Il marche devant moi et nos regards se croisent. Je frôle ma main sur son cul. Un léger sourire m’encourage donc et je fais demi-tour et je le suit dans la backroom.
Nous nous touchons, explorons nos corps, et moi, dos contre le mur, je l’enserre dans mes bras et nos langues se mélangent dans un long baiser.

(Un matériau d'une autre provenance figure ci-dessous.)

//! Tracing setup for the gateway's channel-adapter binaries.
//!
//! One process hosts every channel adapter (spec §6), so every log
//! line and span this emits is tagged with the adapter/channel-type
//! pair responsible for it rather than just a service name — that's
//! what distinguishes a Telegram delivery failure from an SMS one in
//! a shared log stream.

use tracing_subscriber::{layer::SubscriberExt, util::SubscriberInitExt, EnvFilter};

use crate::{TelemetryConfig, TelemetryError};

/// Initializes the process-wide subscriber. `gateway_name` identifies
/// the binary (e.g. `courier-server`); individual log lines add their
/// own `channel_type`/`channel_uuid` fields as adapters act.
pub fn init_tracing(gateway_name: &str, config: &TelemetryConfig) -> Result<(), TelemetryError> {
    let env_filter =
        EnvFilter::try_from_default_env().unwrap_or_else(|_| EnvFilter::new(&config.log_level));

    // Build subscriber based on JSON logging preference
    if config.json_logs {
        let fmt_layer = tracing_subscriber::fmt::layer()
            .json()
            .with_target(true)
            .with_thread_ids(true);

        tracing_subscriber::registry()
            .with(env_filter)
            .with(fmt_layer)
            .try_init()
            .map_err(|e| TelemetryError::TracingInit(e.to_string()))?;
    } else {
        let fmt_layer = tracing_subscriber::fmt::layer().with_target(true);

        tracing_subscriber::registry()
            .with(env_filter)
            .with(fmt_layer)
            .try_init()
            .map_err(|e| TelemetryError::TracingInit(e.to_string()))?;
    }

    tracing::info!(
        gateway = gateway_name,
        service = %config.service_name,
        log_level = %config.log_level,
        json_logs = config.json_logs,
        "courier gateway tracing initialized"
    );

    Ok(())
}
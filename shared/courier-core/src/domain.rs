//! Identifier codec (spec component A) and request-scoped context
//!
//! `NullId`/`NullString` mirror the database convention used by this
//! kind of system: a `bigserial` primary key is never legitimately 0,
//! so 0 (resp. the empty string) doubles as the "unset" sentinel. That
//! lets an optional foreign key round-trip through JSON as `null` and
//! through a Postgres column as `NULL` without wrapping every accessor
//! in `Option`. Postgres (de)serialisation glue lives in `courier-db`,
//! which owns the `tokio_postgres` dependency.

use serde::{Deserialize, Deserializer, Serialize, Serializer};
use std::fmt;
use uuid::Uuid;

/// A nullable 64-bit integer id. Zero is the null sentinel.
#[derive(Debug, Clone, Copy, PartialEq, Eq, Hash, Default)]
pub struct NullId(pub i64);

impl NullId {
    pub const NULL: NullId = NullId(0);

    pub fn new(v: i64) -> Self {
        Self(v)
    }

    pub fn is_null(&self) -> bool {
        self.0 == 0
    }

    pub fn get(&self) -> Option<i64> {
        if self.is_null() {
            None
        } else {
            Some(self.0)
        }
    }
}

impl From<i64> for NullId {
    fn from(v: i64) -> Self {
        Self(v)
    }
}

impl From<Option<i64>> for NullId {
    fn from(v: Option<i64>) -> Self {
        Self(v.unwrap_or(0))
    }
}

impl fmt::Display for NullId {
    fn fmt(&self, f: &mut fmt::Formatter<'_>) -> fmt::Result {
        match self.get() {
            Some(v) => write!(f, "{v}"),
            None => write!(f, "null"),
        }
    }
}

impl Serialize for NullId {
    fn serialize<S: Serializer>(&self, s: S) -> Result<S::Ok, S::Error> {
        match self.get() {
            Some(v) => s.serialize_i64(v),
            None => s.serialize_none(),
        }
    }
}

impl<'de> Deserialize<'de> for NullId {
    fn deserialize<D: Deserializer<'de>>(d: D) -> Result<Self, D::Error> {
        let opt: Option<i64> = Option::deserialize(d)?;
        Ok(NullId::from(opt))
    }
}

/// A nullable string id/token. The empty string is the null sentinel.
#[derive(Debug, Clone, PartialEq, Eq, Hash, Default)]
pub struct NullString(pub String);

impl NullString {
    pub fn new(v: impl Into<String>) -> Self {
        Self(v.into())
    }

    pub fn is_null(&self) -> bool {
        self.0.is_empty()
    }

    pub fn get(&self) -> Option<&str> {
        if self.is_null() {
            None
        } else {
            Some(&self.0)
        }
    }
}

impl From<Option<String>> for NullString {
    fn from(v: Option<String>) -> Self {
        Self(v.unwrap_or_default())
    }
}

impl Serialize for NullString {
    fn serialize<S: Serializer>(&self, s: S) -> Result<S::Ok, S::Error> {
        match self.get() {
            Some(v) => s.serialize_str(v),
            None => s.serialize_none(),
        }
    }
}

impl<'de> Deserialize<'de> for NullString {
    fn deserialize<D: Deserializer<'de>>(d: D) -> Result<Self, D::Error> {
        let opt: Option<String> = Option::deserialize(d)?;
        Ok(NullString::from(opt))
    }
}

/// A `(UUID, integer id)` pair, the identity shape shared by Channel,
/// Contact, and Message in spec §3.
#[derive(Debug, Clone, Copy, PartialEq, Eq, Hash, Serialize, Deserialize)]
pub struct DualId {
    pub id: i64,
    pub uuid: Uuid,
}

impl DualId {
    pub fn generate(id: i64) -> Self {
        Self {
            id,
            uuid: Uuid::new_v4(),
        }
    }
}

impl fmt::Display for DualId {
    fn fmt(&self, f: &mut fmt::Formatter<'_>) -> fmt::Result {
        write!(f, "{}/{}", self.id, self.uuid)
    }
}

/// A request-scoped deadline carrier, propagated through every call
/// that crosses an I/O boundary (spec §5). HTTP handlers set 30s,
/// flushers 10s, batch drains 60s.
#[derive(Debug, Clone)]
pub struct Deadline {
    pub trace_id: String,
    pub expires_at: std::time::Instant,
}

impl Deadline {
    pub fn after(duration: std::time::Duration) -> Self {
        Self {
            trace_id: Uuid::new_v4().to_string(),
            expires_at: std::time::Instant::now() + duration,
        }
    }

    pub fn http() -> Self {
        Self::after(std::time::Duration::from_secs(30))
    }

    pub fn flusher() -> Self {
        Self::after(std::time::Duration::from_secs(10))
    }

    pub fn batch_drain() -> Self {
        Self::after(std::time::Duration::from_secs(60))
    }

    pub fn is_expired(&self) -> bool {
        std::time::Instant::now() >= self.expires_at
    }

    pub fn remaining(&self) -> std::time::Duration {
        self.expires_at
            .saturating_duration_since(std::time::Instant::now())
    }
}

#[cfg(test)]
mod tests {
    use super::*;

    #[test]
    fn null_id_round_trips_through_json() {
        let present = NullId::new(42);
        let absent = NullId::NULL;
        assert_eq!(serde_json::to_string(&present).unwrap(), "42");
        assert_eq!(serde_json::to_string(&absent).unwrap(), "null");

        let back: NullId = serde_json::from_str("42").unwrap();
        assert_eq!(back, present);
        let back: NullId = serde_json::from_str("null").unwrap();
        assert_eq!(back, absent);
    }

    #[test]
    fn null_string_empty_is_null() {
        let s = NullString::new("");
        assert!(s.is_null());
        assert_eq!(s.get(), None);
        let s = NullString::new("tel:+123");
        assert_eq!(s.get(), Some("tel:+123"));
    }

    #[test]
    fn deadline_expires() {
        let d = Deadline::after(std::time::Duration::from_millis(0));
        std::thread::sleep(std::time::Duration::from_millis(5));
        assert!(d.is_expired());
    }
}
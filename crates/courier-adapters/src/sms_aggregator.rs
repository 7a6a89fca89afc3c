//! Generic HTTP SMS aggregator adapter
//!
//! Many SMS vendors expose the same shape of API: a single POST with
//! a bearer token, a `to`/`text` body, and a vendor message id in the
//! response. This adapter covers that family rather than one vendor.

use async_trait::async_trait;
use courier_backend::adapter::ChannelAdapter;
use courier_backend::error::{BackendError, Result};
use courier_backend::models::{Channel, ChannelLog, HttpExchange, LogError, Msg, MsgStatus};
use serde_json::json;
use std::time::Instant;

pub struct SmsAggregatorAdapter {
    base_url: String,
    access_token: String,
    http_client: reqwest::Client,
}

impl SmsAggregatorAdapter {
    pub fn new(base_url: String, access_token: String) -> Self {
        Self {
            base_url,
            access_token,
            http_client: reqwest::Client::new(),
        }
    }

    fn to_vendor_format(&self, msg: &Msg, to: &str) -> serde_json::Value {
        json!({
            "to": to,
            "text": msg.text,
            "media": msg.attachments,
        })
    }
}

#[async_trait]
impl ChannelAdapter for SmsAggregatorAdapter {
    fn channel_type(&self) -> &'static str {
        "SA"
    }

    async fn send(&self, msg: &Msg, clog: &mut ChannelLog) -> Result<MsgStatus> {
        // The adapter knows the contact's URN path from the caller's
        // context in a real deployment; here it stands in with the
        // contact id the way the core's own fixtures do.
        let to = msg.contact_id.to_string();
        let payload = self.to_vendor_format(msg, &to);
        let url = format!("{}/messages", self.base_url);

        let started = Instant::now();
        let response = self
            .http_client
            .post(&url)
            .bearer_auth(&self.access_token)
            .json(&payload)
            .send()
            .await
            .map_err(|e| BackendError::Vendor(e.to_string()))?;

        let status_code = response.status().as_u16();
        let body = response.text().await.unwrap_or_default();

        clog.http_exchanges.push(HttpExchange {
            url,
            method: "POST".into(),
            status_code,
            request: payload.to_string(),
            response: body.clone(),
            elapsed_ms: started.elapsed().as_millis() as u64,
        });

        match status_code {
            200..=299 => Ok(MsgStatus::Wired),
            429 | 503 => {
                // Rate-limit signal (spec §7): recorded as an errored
                // send here; the status writer sets the channel's KV
                // rate-limit flag once this lands as an `errored`
                // status update, ahead of the next retry.
                clog.is_error = true;
                clog.errors.push(LogError {
                    message: "rate limited by vendor".into(),
                    code: Some(status_code.to_string()),
                });
                Ok(MsgStatus::Errored)
            }
            _ => {
                clog.is_error = true;
                clog.errors.push(LogError {
                    message: body,
                    code: Some(status_code.to_string()),
                });
                Ok(MsgStatus::Errored)
            }
        }
    }

    fn redact_values(&self, _channel: &Channel) -> Vec<String> {
        vec![self.access_token.clone()]
    }
}
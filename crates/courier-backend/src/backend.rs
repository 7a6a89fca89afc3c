//! Backend lifecycle (spec §4.M): wires components A-L, exposes
//! Start/Stop and health probes.

use courier_core::{CourierConfig, CourierError};
use courier_db::{PgPool, PoolConfig};
use std::sync::Arc;
use tracing::{info, warn};

use crate::cache::ChannelCache;
use crate::channel_log::{ChannelLogWriter, WideColumnStore};
use crate::channel_resolver::ChannelResolver;
use crate::flusher::FlusherRegistry;
use crate::inbound::InboundWriter;
use crate::kv::{KvClient, KvPoolConfig};
use crate::outbound::OutboundWriter;
use crate::resolver::Resolver;
use crate::spool::Spool;
use crate::stats::Stats;

/// Everything the backend needs to start: the pieces named "external
/// collaborators" in spec §6 are supplied by the binary, not built
/// here, so the backend stays testable without a live S3/KV/DB.
pub struct Backend<S: WideColumnStore> {
    pub config: CourierConfig,
    pub pool: PgPool,
    pub kv: KvClient,
    pub channels: ChannelResolver,
    pub resolver: Resolver,
    pub spool: Arc<Spool>,
    pub stats: Arc<Stats>,
    pub inbound: InboundWriter,
    pub outbound: OutboundWriter,
    pub channel_log: ChannelLogWriter,
    flusher_handle: Option<tokio::task::JoinHandle<()>>,
    wide_column_store: Arc<S>,
}

impl<S: WideColumnStore> Backend<S> {
    /// `Start`: parse and connect database, build the KV pool,
    /// verify the attachment store, ensure spool directories exist,
    /// register flushers, start batched writers, initialise stats.
    pub async fn start(config: CourierConfig, wide_column_store: Arc<S>) -> Result<Self, CourierError> {
        let pool = PgPool::new(PoolConfig {
            url: config.db.clone(),
            ..PoolConfig::default()
        })
        .await
        .map_err(|e| CourierError::Database(e.to_string()))?;

        let kv = KvClient::connect(&KvPoolConfig {
            url: config.redis.clone(),
            max_active: config.kv_pool_max_active,
            idle_timeout_secs: config.kv_pool_idle_timeout_secs,
        })
        .await
        .map_err(CourierError::from)?;

        let spool = Arc::new(Spool::open(&config.spool_dir).map_err(CourierError::from)?);
        let stats = Arc::new(Stats::new());
        let channels = ChannelResolver::new(pool.clone(), Arc::new(ChannelCache::new()));
        let resolver = Resolver::new(pool.clone(), stats.clone());
        let inbound = InboundWriter::new(pool.clone(), kv.clone(), resolver.clone(), spool.clone(), stats.clone());
        let outbound = OutboundWriter::start(pool.clone(), spool.clone(), stats.clone(), kv.clone());
        let channel_log = ChannelLogWriter::start(wide_column_store.clone());

        let mut registry = FlusherRegistry::new(spool.clone());
        // Msgs/statuses reinjection callbacks are wired by the binary,
        // which owns the concrete sink closures over `pool`; here we
        // only register a logging placeholder so `Start` always has a
        // flusher loop running even before the binary wires real ones.
        registry.register(crate::spool::SpoolKind::Msgs, |_bytes| async {
            crate::spool::ReplayOutcome::Retry
        });
        registry.register(crate::spool::SpoolKind::Statuses, |_bytes| async {
            crate::spool::ReplayOutcome::Retry
        });
        registry.register(crate::spool::SpoolKind::Events, |_bytes| async {
            crate::spool::ReplayOutcome::Retry
        });
        let flusher_handle = Some(registry.start());

        info!("courier backend started");

        Ok(Self {
            config,
            pool,
            kv,
            channels,
            resolver,
            spool,
            stats,
            inbound,
            outbound,
            channel_log,
            flusher_handle,
            wide_column_store,
        })
    }

    /// `Health`: ping KV, `SELECT 1` from database, join messages,
    /// returns empty string on success.
    pub async fn health(&self) -> String {
        let mut problems = Vec::new();

        if !self.kv.ping().await {
            problems.push("kv unreachable".to_string());
        }
        if !self.pool.is_healthy().await {
            problems.push("database unreachable".to_string());
        }

        problems.join("; ")
    }

    /// `Stop`: close the stop channel, wait on the shutdown barrier,
    /// close connections.
    pub async fn stop(mut self) {
        if let Some(handle) = self.flusher_handle.take() {
            handle.abort();
        }
        self.outbound.shutdown().await;
        self.channel_log.shutdown().await;
        warn!("courier backend stopped");
    }

    pub fn wide_column_store(&self) -> &Arc<S> {
        &self.wide_column_store
    }
}
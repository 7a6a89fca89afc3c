//! Persistent and transient record types (spec §3)

use chrono::{DateTime, Utc};
use courier_core::NullId;
use serde::{Deserialize, Serialize};
use std::collections::HashMap;
use uuid::Uuid;

/// Mapping string -> any, with typed accessors (spec §9 "dynamic config
/// values"). JSON numbers arriving as floating point are coerced to
/// integer for `int_for`.
#[derive(Debug, Clone, Default, Serialize, Deserialize, PartialEq)]
pub struct ConfigMap(pub HashMap<String, serde_json::Value>);

impl ConfigMap {
    pub fn string_for(&self, key: &str, default: &str) -> String {
        self.0
            .get(key)
            .and_then(|v| v.as_str())
            .map(|s| s.to_string())
            .unwrap_or_else(|| default.to_string())
    }

    pub fn int_for(&self, key: &str, default: i64) -> i64 {
        match self.0.get(key) {
            Some(serde_json::Value::Number(n)) => n
                .as_i64()
                .or_else(|| n.as_f64().map(|f| f as i64))
                .unwrap_or(default),
            _ => default,
        }
    }

    pub fn bool_for(&self, key: &str, default: bool) -> bool {
        self.0.get(key).and_then(|v| v.as_bool()).unwrap_or(default)
    }
}

/// Per-channel log retention policy (spec §3, §4.I)
#[derive(Debug, Clone, Copy, PartialEq, Eq, Serialize, Deserialize)]
pub enum LogPolicy {
    None,
    Errors,
    All,
}

/// Channel roles (spec §3: receive, send, call, answer, usside)
#[derive(Debug, Clone, Copy, PartialEq, Eq, Hash, Serialize, Deserialize)]
pub enum ChannelRole {
    Receive,
    Send,
    Call,
    Answer,
    UssdSide,
}

#[derive(Debug, Clone, Serialize, Deserialize)]
pub struct Channel {
    pub id: i64,
    pub uuid: Uuid,
    pub channel_type: String,
    pub org_id: i64,
    pub name: String,
    pub address: String,
    pub country: String,
    pub schemes: Vec<String>,
    pub roles: Vec<ChannelRole>,
    pub config: ConfigMap,
    pub org_config: ConfigMap,
    pub org_is_anon: bool,
    pub log_policy: LogPolicy,
    pub is_active: bool,
}

impl Channel {
    pub fn has_role(&self, role: ChannelRole) -> bool {
        self.roles.contains(&role)
    }

    pub fn supports_scheme(&self, scheme: &str) -> bool {
        self.schemes.iter().any(|s| s == scheme)
    }
}

#[derive(Debug, Clone, Serialize, Deserialize)]
pub struct Contact {
    pub id: i64,
    pub uuid: Uuid,
    pub org_id: i64,
    pub name: Option<String>,
    pub created_on: DateTime<Utc>,
    pub modified_on: DateTime<Utc>,
    pub created_by_id: NullId,
    pub modified_by_id: NullId,
    /// Transient: set when `resolve` just inserted this contact.
    #[serde(skip)]
    pub is_new: bool,
}

/// Clamp a contact display name to 128 Unicode code points and drop
/// invalid UTF-8 sequences, per spec §3.
pub fn sanitize_contact_name(raw: &str) -> String {
    let cleaned: String = raw.chars().filter(|c| *c != '\u{0}').collect();
    cleaned.chars().take(128).collect()
}

#[derive(Debug, Clone, Serialize, Deserialize)]
pub struct Urn {
    pub id: i64,
    pub org_id: i64,
    pub identity: String,
    pub scheme: String,
    pub path: String,
    pub display: Option<String>,
    pub auth_tokens: HashMap<String, String>,
    pub priority: i32,
    pub channel_id: Option<i64>,
    pub contact_id: Option<i64>,
    /// Transient: set when a transfer moved this URN from another contact.
    #[serde(skip)]
    pub previous_contact_id: Option<i64>,
}

impl Urn {
    pub fn identity_of(scheme: &str, path: &str) -> String {
        format!("{scheme}:{path}")
    }

    pub const DEFAULT_PRIORITY: i32 = 50;
    pub const TOP_PRIORITY: i32 = 99;
}

#[derive(Debug, Clone, Copy, PartialEq, Eq, Serialize, Deserialize)]
pub enum Direction {
    In,
    Out,
}

#[derive(Debug, Clone, Copy, PartialEq, Eq, Serialize, Deserialize)]
pub enum MsgStatus {
    Pending,
    Queued,
    Wired,
    Sent,
    Delivered,
    Failed,
    Errored,
}

impl MsgStatus {
    /// True for the forward chain pending->queued->wired->sent->delivered.
    pub fn is_terminal(self) -> bool {
        matches!(self, MsgStatus::Delivered | MsgStatus::Failed)
    }
}

#[derive(Debug, Clone, Copy, PartialEq, Eq, Serialize, Deserialize)]
pub enum Visibility {
    Visible,
    Archived,
    Deleted,
}

#[derive(Debug, Clone, Serialize, Deserialize)]
pub struct Msg {
    pub id: i64,
    pub uuid: Uuid,
    pub org_id: i64,
    pub direction: Direction,
    pub status: MsgStatus,
    pub visibility: Visibility,
    pub text: String,
    pub attachments: Vec<String>,
    pub quick_replies: Vec<String>,
    pub locale: Option<String>,
    pub external_id: Option<String>,
    pub metadata: Option<serde_json::Value>,
    pub channel_id: i64,
    pub contact_id: i64,
    pub urn_id: i64,
    pub attempts: i32,
    pub error_count: i32,
    pub failed_reason: Option<char>,
    pub next_attempt: Option<DateTime<Utc>>,
    pub created_on: DateTime<Utc>,
    pub modified_on: DateTime<Utc>,
    pub queued_on: Option<DateTime<Utc>>,
    pub sent_on: Option<DateTime<Utc>>,
    pub log_uuids: Vec<Uuid>,
}

#[derive(Debug, Clone, Copy, PartialEq, Eq, Serialize, Deserialize)]
pub enum ChannelEventType {
    NewConversation,
    Referral,
    StopContact,
    Welcome,
    OptIn,
    OptOut,
    Delete,
}

#[derive(Debug, Clone, Serialize, Deserialize)]
pub struct ChannelEvent {
    pub id: i64,
    pub uuid: Uuid,
    pub org_id: i64,
    pub event_type: ChannelEventType,
    pub extra: HashMap<String, serde_json::Value>,
    pub channel_id: i64,
    pub contact_id: i64,
    pub urn_id: i64,
    pub occurred_on: DateTime<Utc>,
    pub created_on: DateTime<Utc>,
    pub log_uuids: Vec<Uuid>,
}

/// A transient record resolved to a concrete message during batch write
/// (spec §3, §4.H).
#[derive(Debug, Clone, Serialize, Deserialize)]
pub struct StatusUpdate {
    pub channel_uuid: Uuid,
    pub channel_id: i64,
    pub msg_id: Option<i64>,
    pub external_id: Option<String>,
    pub old_urn: Option<String>,
    pub new_urn: Option<String>,
    pub status: MsgStatus,
    pub modified_on: DateTime<Utc>,
    pub log_uuid: Uuid,
}

impl StatusUpdate {
    /// Either `msg_id` or `external_id` is required (spec §3).
    pub fn is_well_formed(&self) -> bool {
        self.msg_id.is_some() || self.external_id.as_ref().is_some_and(|s| !s.is_empty())
    }

    /// URN migration is valid only for identical schemes and distinct,
    /// non-nil paths (spec §8 property 5).
    pub fn validate_urn_migration(&self) -> Result<(), crate::BackendError> {
        match (&self.old_urn, &self.new_urn) {
            (None, None) => Ok(()),
            (Some(old), Some(new)) => {
                let old_scheme = old.split(':').next().unwrap_or("");
                let new_scheme = new.split(':').next().unwrap_or("");
                if old_scheme != new_scheme {
                    return Err(crate::BackendError::Validation(
                        "urn migration requires identical schemes".into(),
                    ));
                }
                if old == new {
                    return Err(crate::BackendError::Validation(
                        "urn migration requires distinct paths".into(),
                    ));
                }
                Ok(())
            }
            _ => Err(crate::BackendError::Validation(
                "urn migration requires both old and new urn".into(),
            )),
        }
    }
}

/// An HTTP exchange recorded by an adapter, redacted before logging.
#[derive(Debug, Clone, Serialize, Deserialize)]
pub struct HttpExchange {
    pub url: String,
    pub method: String,
    pub status_code: u16,
    pub request: String,
    pub response: String,
    pub elapsed_ms: u64,
}

#[derive(Debug, Clone, Serialize, Deserialize)]
pub struct LogError {
    pub message: String,
    pub code: Option<String>,
}

/// Written to the wide-column store with a 7-day TTL (spec §3, §4.I).
#[derive(Debug, Clone, Serialize, Deserialize)]
pub struct ChannelLog {
    pub uuid: Uuid,
    pub channel_uuid: Uuid,
    pub log_type: String,
    pub elapsed: std::time::Duration,
    pub created_on: DateTime<Utc>,
    pub http_exchanges: Vec<HttpExchange>,
    pub errors: Vec<LogError>,
    pub is_error: bool,
}

impl ChannelLog {
    /// `cha#{channel-uuid}#{last hex char of log UUID}`: 16 buckets
    /// per channel (spec §4.I, §3).
    pub fn partition_key(&self) -> String {
        let log_hex = self.uuid.simple().to_string();
        let last = log_hex.chars().last().unwrap_or('0');
        format!("cha#{}#{}", self.channel_uuid, last)
    }

    pub fn sort_key(&self) -> String {
        format!("log#{}", self.uuid)
    }
}

#[cfg(test)]
mod tests {
    use super::*;

    #[test]
    fn config_map_coerces_float_to_int() {
        let mut m = HashMap::new();
        m.insert("retries".to_string(), serde_json::json!(3.0));
        let cfg = ConfigMap(m);
        assert_eq!(cfg.int_for("retries", 0), 3);
        assert_eq!(cfg.int_for("missing", 7), 7);
    }

    #[test]
    fn sanitize_truncates_to_128_code_points() {
        let long: String = "x".repeat(200);
        assert_eq!(sanitize_contact_name(&long).chars().count(), 128);
    }

    #[test]
    fn status_update_requires_id_or_external_id() {
        let su = StatusUpdate {
            channel_uuid: Uuid::nil(),
            channel_id: 1,
            msg_id: None,
            external_id: None,
            old_urn: None,
            new_urn: None,
            status: MsgStatus::Sent,
            modified_on: Utc::now(),
            log_uuid: Uuid::nil(),
        };
        assert!(!su.is_well_formed());
    }

    #[test]
    fn urn_migration_rejects_mismatched_scheme() {
        let su = StatusUpdate {
            channel_uuid: Uuid::nil(),
            channel_id: 1,
            msg_id: Some(1),
            external_id: None,
            old_urn: Some("tel:+1".to_string()),
            new_urn: Some("whatsapp:+1".to_string()),
            status: MsgStatus::Sent,
            modified_on: Utc::now(),
            log_uuid: Uuid::nil(),
        };
        assert!(su.validate_urn_migration().is_err());
    }

    #[test]
    fn urn_migration_rejects_identical_path() {
        let su = StatusUpdate {
            channel_uuid: Uuid::nil(),
            channel_id: 1,
            msg_id: Some(1),
            external_id: None,
            old_urn: Some("tel:+1".to_string()),
            new_urn: Some("tel:+1".to_string()),
            status: MsgStatus::Sent,
            modified_on: Utc::now(),
            log_uuid: Uuid::nil(),
        };
        assert!(su.validate_urn_migration().is_err());
    }

    #[test]
    fn channel_log_partition_key_has_16_buckets() {
        let log = ChannelLog {
            uuid: Uuid::nil(),
            channel_uuid: Uuid::nil(),
            log_type: "webhook".into(),
            elapsed: std::time::Duration::from_millis(10),
            created_on: Utc::now(),
            http_exchanges: vec![],
            errors: vec![],
            is_error: false,
        };
        assert!(log.partition_key().starts_with("cha#"));
        assert!(log.sort_key().starts_with("log#"));
    }
}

Il m’embrasse doucement, utilise sa langue bien profondément dans ma bouche, presse sa bite raide contre moi. A tour de rôle nous nous suçons mutuellement, d’autres hommes nous caressent, voulant participer, mais nous ne voulons pas partager ce moment et nous partons nous isoler dans une cabine.
Il prend un préservatif et une dosette de gel, et toujours en m’embrassant, nous nous allongeons sur le lit, moi sur le dos et lui sur moi face à moi. Il a envie de me baiser. Il déchire l’emballage du préservatif, et je lui dis « Tu peux me prendre sans préservatif, si tu le désire ». Il accepte et me pénètre doucement. Je le regarde et nous nous embrassons à nouveau pendant qu’il me baise. Au bout d’un petit moment, sa respiration s’accélère au rythme de son excitation, jusqu’à sa jouissance exprimée par des râles.

Nous restons encore un moment allongés, puis échangeons nos 06 avant de se quitter chacun de son côté.